Records provided below:

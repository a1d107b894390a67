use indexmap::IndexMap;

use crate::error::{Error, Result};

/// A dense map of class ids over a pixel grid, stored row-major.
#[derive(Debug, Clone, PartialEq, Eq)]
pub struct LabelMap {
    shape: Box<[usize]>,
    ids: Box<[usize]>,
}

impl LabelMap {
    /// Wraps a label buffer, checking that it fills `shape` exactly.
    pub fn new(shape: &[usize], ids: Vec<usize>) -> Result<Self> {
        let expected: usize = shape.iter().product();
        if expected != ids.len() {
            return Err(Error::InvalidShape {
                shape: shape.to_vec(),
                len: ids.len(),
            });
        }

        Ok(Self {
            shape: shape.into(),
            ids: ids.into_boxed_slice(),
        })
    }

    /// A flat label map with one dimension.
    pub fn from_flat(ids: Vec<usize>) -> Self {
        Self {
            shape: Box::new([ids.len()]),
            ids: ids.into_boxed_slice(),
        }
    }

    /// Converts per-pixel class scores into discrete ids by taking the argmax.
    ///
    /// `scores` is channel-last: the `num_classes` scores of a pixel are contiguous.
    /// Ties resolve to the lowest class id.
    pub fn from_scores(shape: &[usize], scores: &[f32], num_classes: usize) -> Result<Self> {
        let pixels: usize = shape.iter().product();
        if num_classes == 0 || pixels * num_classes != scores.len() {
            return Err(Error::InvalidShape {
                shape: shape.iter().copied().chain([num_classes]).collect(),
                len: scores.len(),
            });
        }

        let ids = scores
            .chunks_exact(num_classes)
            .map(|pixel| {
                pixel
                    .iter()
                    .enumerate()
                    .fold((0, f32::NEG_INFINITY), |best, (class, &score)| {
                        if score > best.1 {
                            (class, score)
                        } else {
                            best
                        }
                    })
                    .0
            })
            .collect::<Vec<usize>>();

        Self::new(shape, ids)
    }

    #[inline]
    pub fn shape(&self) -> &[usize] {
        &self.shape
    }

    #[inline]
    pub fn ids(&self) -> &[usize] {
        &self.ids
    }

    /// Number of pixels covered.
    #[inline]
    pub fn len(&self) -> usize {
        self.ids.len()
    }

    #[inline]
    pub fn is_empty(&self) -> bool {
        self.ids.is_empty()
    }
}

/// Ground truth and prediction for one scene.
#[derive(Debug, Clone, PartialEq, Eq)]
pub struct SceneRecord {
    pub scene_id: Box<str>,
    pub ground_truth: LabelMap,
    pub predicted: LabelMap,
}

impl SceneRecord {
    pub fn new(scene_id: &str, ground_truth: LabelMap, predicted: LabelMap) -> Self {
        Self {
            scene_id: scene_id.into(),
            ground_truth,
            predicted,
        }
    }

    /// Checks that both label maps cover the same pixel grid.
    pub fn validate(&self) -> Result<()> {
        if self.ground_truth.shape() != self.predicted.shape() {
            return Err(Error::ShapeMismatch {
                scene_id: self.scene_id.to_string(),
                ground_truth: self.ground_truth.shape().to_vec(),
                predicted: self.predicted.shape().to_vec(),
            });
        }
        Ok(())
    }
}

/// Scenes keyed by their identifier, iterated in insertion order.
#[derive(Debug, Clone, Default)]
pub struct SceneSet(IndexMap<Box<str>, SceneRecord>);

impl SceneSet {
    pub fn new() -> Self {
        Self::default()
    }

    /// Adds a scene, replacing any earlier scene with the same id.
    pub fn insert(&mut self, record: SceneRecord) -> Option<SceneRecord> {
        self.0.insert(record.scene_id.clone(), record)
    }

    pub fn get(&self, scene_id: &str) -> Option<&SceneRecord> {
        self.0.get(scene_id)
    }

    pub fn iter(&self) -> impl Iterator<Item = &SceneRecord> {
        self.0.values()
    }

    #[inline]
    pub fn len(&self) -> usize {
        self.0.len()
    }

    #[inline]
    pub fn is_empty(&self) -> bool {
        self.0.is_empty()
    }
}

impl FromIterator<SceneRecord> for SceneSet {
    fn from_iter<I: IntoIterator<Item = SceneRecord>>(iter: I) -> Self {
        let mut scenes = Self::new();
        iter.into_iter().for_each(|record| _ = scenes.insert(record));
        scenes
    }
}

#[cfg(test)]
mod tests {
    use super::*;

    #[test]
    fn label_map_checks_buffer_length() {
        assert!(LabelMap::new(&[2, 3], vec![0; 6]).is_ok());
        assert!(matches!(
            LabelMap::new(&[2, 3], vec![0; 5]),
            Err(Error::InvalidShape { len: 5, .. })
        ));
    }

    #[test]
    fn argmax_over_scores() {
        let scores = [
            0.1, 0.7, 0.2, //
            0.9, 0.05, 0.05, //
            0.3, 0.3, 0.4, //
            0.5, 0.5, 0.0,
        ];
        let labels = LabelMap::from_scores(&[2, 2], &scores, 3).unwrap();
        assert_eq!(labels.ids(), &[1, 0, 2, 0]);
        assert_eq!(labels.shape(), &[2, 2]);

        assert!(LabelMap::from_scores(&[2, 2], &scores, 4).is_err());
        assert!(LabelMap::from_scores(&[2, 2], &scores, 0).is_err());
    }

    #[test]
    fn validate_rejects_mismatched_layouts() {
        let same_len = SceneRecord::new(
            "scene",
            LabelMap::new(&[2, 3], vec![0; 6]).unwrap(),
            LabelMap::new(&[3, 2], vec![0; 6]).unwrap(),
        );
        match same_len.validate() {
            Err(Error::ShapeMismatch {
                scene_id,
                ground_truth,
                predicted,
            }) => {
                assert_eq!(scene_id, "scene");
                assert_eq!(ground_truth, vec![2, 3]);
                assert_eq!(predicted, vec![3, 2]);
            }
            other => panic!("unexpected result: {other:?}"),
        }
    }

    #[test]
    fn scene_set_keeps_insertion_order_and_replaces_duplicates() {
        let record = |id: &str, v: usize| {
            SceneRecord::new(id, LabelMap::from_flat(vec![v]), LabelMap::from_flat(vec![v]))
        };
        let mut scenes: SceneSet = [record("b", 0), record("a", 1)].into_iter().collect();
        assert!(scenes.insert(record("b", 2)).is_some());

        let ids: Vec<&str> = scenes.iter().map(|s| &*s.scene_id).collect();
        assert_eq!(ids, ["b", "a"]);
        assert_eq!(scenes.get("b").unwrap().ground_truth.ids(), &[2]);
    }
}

End of Records provided.

**Task instructions:**
The entries above should be repeated exactly, every one of them.

**Exercise result:**
repository a1d107b894390a67
use indexmap::IndexMap;

use crate::error::{Error, Result};

/// A dense map of class ids over a pixel grid, stored row-major.
#[derive(Debug, Clone, PartialEq, Eq)]
pub struct LabelMap {
    shape: Box<[usize]>,
    ids: Box<[usize]>,
}

impl LabelMap {
    /// Wraps a label buffer, checking that it fills `shape` exactly.
    pub fn new(shape: &[usize], ids: Vec<usize>) -> Result<Self> {
        let expected: usize = shape.iter().product();
        if expected != ids.len() {
            return Err(Error::InvalidShape {
                shape: shape.to_vec(),
                len: ids.len(),
            });
        }

        Ok(Self {
            shape: shape.into(),
            ids: ids.into_boxed_slice(),
        })
    }

    /// A flat label map with one dimension.
    pub fn from_flat(ids: Vec<usize>) -> Self {
        Self {
            shape: Box::new([ids.len()]),
            ids: ids.into_boxed_slice(),
        }
    }

    /// Converts per-pixel class scores into discrete ids by taking the argmax.
    ///
    /// `scores` is channel-last: the `num_classes` scores of a pixel are contiguous.
    /// Ties resolve to the lowest class id.
    pub fn from_scores(shape: &[usize], scores: &[f32], num_classes: usize) -> Result<Self> {
        let pixels: usize = shape.iter().product();
        if num_classes == 0 || pixels * num_classes != scores.len() {
            return Err(Error::InvalidShape {
                shape: shape.iter().copied().chain([num_classes]).collect(),
                len: scores.len(),
            });
        }

        let ids = scores
            .chunks_exact(num_classes)
            .map(|pixel| {
                pixel
                    .iter()
                    .enumerate()
                    .fold((0, f32::NEG_INFINITY), |best, (class, &score)| {
                        if score > best.1 {
                            (class, score)
                        } else {
                            best
                        }
                    })
                    .0
            })
            .collect::<Vec<usize>>();

        Self::new(shape, ids)
    }

    #[inline]
    pub fn shape(&self) -> &[usize] {
        &self.shape
    }

    #[inline]
    pub fn ids(&self) -> &[usize] {
        &self.ids
    }

    /// Number of pixels covered.
    #[inline]
    pub fn len(&self) -> usize {
        self.ids.len()
    }

    #[inline]
    pub fn is_empty(&self) -> bool {
        self.ids.is_empty()
    }
}

/// Ground truth and prediction for one scene.
#[derive(Debug, Clone, PartialEq, Eq)]
pub struct SceneRecord {
    pub scene_id: Box<str>,
    pub ground_truth: LabelMap,
    pub predicted: LabelMap,
}

impl SceneRecord {
    pub fn new(scene_id: &str, ground_truth: LabelMap, predicted: LabelMap) -> Self {
        Self {
            scene_id: scene_id.into(),
            ground_truth,
            predicted,
        }
    }

    /// Checks that both label maps cover the same pixel grid.
    pub fn validate(&self) -> Result<()> {
        if self.ground_truth.shape() != self.predicted.shape() {
            return Err(Error::ShapeMismatch {
                scene_id: self.scene_id.to_string(),
                ground_truth: self.ground_truth.shape().to_vec(),
                predicted: self.predicted.shape().to_vec(),
            });
        }
        Ok(())
    }
}

/// Scenes keyed by their identifier, iterated in insertion order.
#[derive(Debug, Clone, Default)]
pub struct SceneSet(IndexMap<Box<str>, SceneRecord>);

impl SceneSet {
    pub fn new() -> Self {
        Self::default()
    }

    /// Adds a scene, replacing any earlier scene with the same id.
    pub fn insert(&mut self, record: SceneRecord) -> Option<SceneRecord> {
        self.0.insert(record.scene_id.clone(), record)
    }

    pub fn get(&self, scene_id: &str) -> Option<&SceneRecord> {
        self.0.get(scene_id)
    }

    pub fn iter(&self) -> impl Iterator<Item = &SceneRecord> {
        self.0.values()
    }

    #[inline]
    pub fn len(&self) -> usize {
        self.0.len()
    }

    #[inline]
    pub fn is_empty(&self) -> bool {
        self.0.is_empty()
    }
}

impl FromIterator<SceneRecord> for SceneSet {
    fn from_iter<I: IntoIterator<Item = SceneRecord>>(iter: I) -> Self {
        let mut scenes = Self::new();
        iter.into_iter().for_each(|record| _ = scenes.insert(record));
        scenes
    }
}

#[cfg(test)]
mod tests {
    use super::*;

    #[test]
    fn label_map_checks_buffer_length() {
        assert!(LabelMap::new(&[2, 3], vec![0; 6]).is_ok());
        assert!(matches!(
            LabelMap::new(&[2, 3], vec![0; 5]),
            Err(Error::InvalidShape { len: 5, .. })
        ));
    }

    #[test]
    fn argmax_over_scores() {
        let scores = [
            0.1, 0.7, 0.2, //
            0.9, 0.05, 0.05, //
            0.3, 0.3, 0.4, //
            0.5, 0.5, 0.0,
        ];
        let labels = LabelMap::from_scores(&[2, 2], &scores, 3).unwrap();
        assert_eq!(labels.ids(), &[1, 0, 2, 0]);
        assert_eq!(labels.shape(), &[2, 2]);

        assert!(LabelMap::from_scores(&[2, 2], &scores, 4).is_err());
        assert!(LabelMap::from_scores(&[2, 2], &scores, 0).is_err());
    }

    #[test]
    fn validate_rejects_mismatched_layouts() {
        let same_len = SceneRecord::new(
            "scene",
            LabelMap::new(&[2, 3], vec![0; 6]).unwrap(),
            LabelMap::new(&[3, 2], vec![0; 6]).unwrap(),
        );
        match same_len.validate() {
            Err(Error::ShapeMismatch {
                scene_id,
                ground_truth,
                predicted,
            }) => {
                assert_eq!(scene_id, "scene");
                assert_eq!(ground_truth, vec![2, 3]);
                assert_eq!(predicted, vec![3, 2]);
            }
            other => panic!("unexpected result: {other:?}"),
        }
    }

    #[test]
    fn scene_set_keeps_insertion_order_and_replaces_duplicates() {
        let record = |id: &str, v: usize| {
            SceneRecord::new(id, LabelMap::from_flat(vec![v]), LabelMap::from_flat(vec![v]))
        };
        let mut scenes: SceneSet = [record("b", 0), record("a", 1)].into_iter().collect();
        assert!(scenes.insert(record("b", 2)).is_some());

        let ids: Vec<&str> = scenes.iter().map(|s| &*s.scene_id).collect();
        assert_eq!(ids, ["b", "a"]);
        assert_eq!(scenes.get("b").unwrap().ground_truth.ids(), &[2]);
    }
}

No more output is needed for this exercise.